There are some related questions here and here, but they didn't really give me satisfactory answers. The problem is that enums nested in a class in C# cannot have the same name as a property of the class. My example:
public class Card
{
public enum Suit
{
Clubs,
Diamonds,
Spades,
Hearts
}
public enum Rank
{
Two,
Three,
...
King,
Ace
}
public Suit Suit { get; private set; }
public Rank Rank { get; private set; }
...
}
There are a few options to hack around this, but they don't seem right to me.
I could move the enums outside the class, but then you would just say Suit
instead of Card.Suit
, which seems wrong to me. What is a Suit
outside the context of a Card
?
I could move them outside the class and change them to something like CardSuit
and CardRank
, but then I'd feel like I'm baking context information into the name of the enum, when that should be handled by a class or namespace name.
I could change the names of the enums to Suits
and Ranks
, but this violates Microsoft's naming guidelines. And it just doesn't feel right.
I could change the property names. But to what? It feels intuitively right to me to want to say Suit = Card.Suit.Spades
.
I could move the enums into a separate static class called CardInfo
containing only these enums. If I can't come up with anything else, I think this is the best option.

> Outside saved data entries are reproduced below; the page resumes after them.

// Copyright 2025 eraflo
//
// Licensed under the Apache License, Version 2.0 (the "License");
// you may not use this file except in compliance with the License.
// You may obtain a copy of the License at
//
//     http://www.apache.org/licenses/LICENSE-2.0
//
// Unless required by applicable law or agreed to in writing, software
// distributed under the License is distributed on an "AS IS" BASIS,
// WITHOUT WARRANTIES OR CONDITIONS OF ANY KIND, either express or implied.
// See the License for the specific language governing permissions and
// limitations under the License.

use goo_core::math::{Vec2, TAU};
use goo_core::physics::DebugDraw;

/// Segments used to approximate a circle outline.
const CIRCLE_SEGMENTS: usize = 16;

/// Collects simulator debug geometry as an indexed line list.
#[derive(Debug, Default, Clone)]
pub struct DebugLines {
    /// Line endpoints.
    pub vertices: Vec<Vec2>,
    /// Pairs of indices into `vertices`.
    pub indices: Vec<[u32; 2]>,
}

impl DebugLines {
    /// Empties the buffers, keeping their capacity.
    pub fn clear(&mut self) {
        self.vertices.clear();
        self.indices.clear();
    }

    /// Number of line segments.
    pub fn line_count(&self) -> usize {
        self.indices.len()
    }

    fn push_line(&mut self, a: Vec2, b: Vec2) {
        let base = self.vertices.len() as u32;
        self.vertices.push(a);
        self.vertices.push(b);
        self.indices.push([base, base + 1]);
    }
}

impl DebugDraw for DebugLines {
    fn draw_circle(&mut self, center: Vec2, radius: f32, axis: Vec2) {
        let step = TAU / CIRCLE_SEGMENTS as f32;
        for i in 0..CIRCLE_SEGMENTS {
            let a = center + Vec2::from_angle(step * i as f32) * radius;
            let b = center + Vec2::from_angle(step * (i + 1) as f32) * radius;
            self.push_line(a, b);
        }
        // Orientation tick.
        self.push_line(center, center + axis * radius);
    }

    fn draw_polygon(&mut self, vertices: &[Vec2]) {
        for (i, a) in vertices.iter().enumerate() {
            let b = vertices[(i + 1) % vertices.len()];
            self.push_line(*a, b);
        }
    }

    fn draw_segment(&mut self, a: Vec2, b: Vec2) {
        self.push_line(a, b);
    }
}

#[cfg(test)]
mod tests {
    use super::*;

    #[test]
    fn test_shapes_become_indexed_lines() {
        let mut lines = DebugLines::default();
        lines.draw_polygon(&[Vec2::ZERO, Vec2::X, Vec2::ONE, Vec2::Y]);
        lines.draw_segment(Vec2::ZERO, Vec2::ONE);
        lines.draw_circle(Vec2::ZERO, 1.0, Vec2::X);
        assert_eq!(lines.line_count(), 4 + 1 + CIRCLE_SEGMENTS + 1);
        assert_eq!(lines.vertices.len(), lines.line_count() * 2);

        lines.clear();
        assert_eq!(lines.line_count(), 0);
    }
}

So I'm wondering what other people have done in similar situations. It would also be nice to know why this is disallowed. Maybe Eric Lippert or someone could chime in on the decision to forbid it? It seems like it only creates ambiguity within the class, and this could be resolved by forcing the use of this.Suit
for the property name. (Similar to disambiguating between locals and members.) I assume this was left out due to the "every feature starts with -100 points" thing, but I would be curious about discussions around this.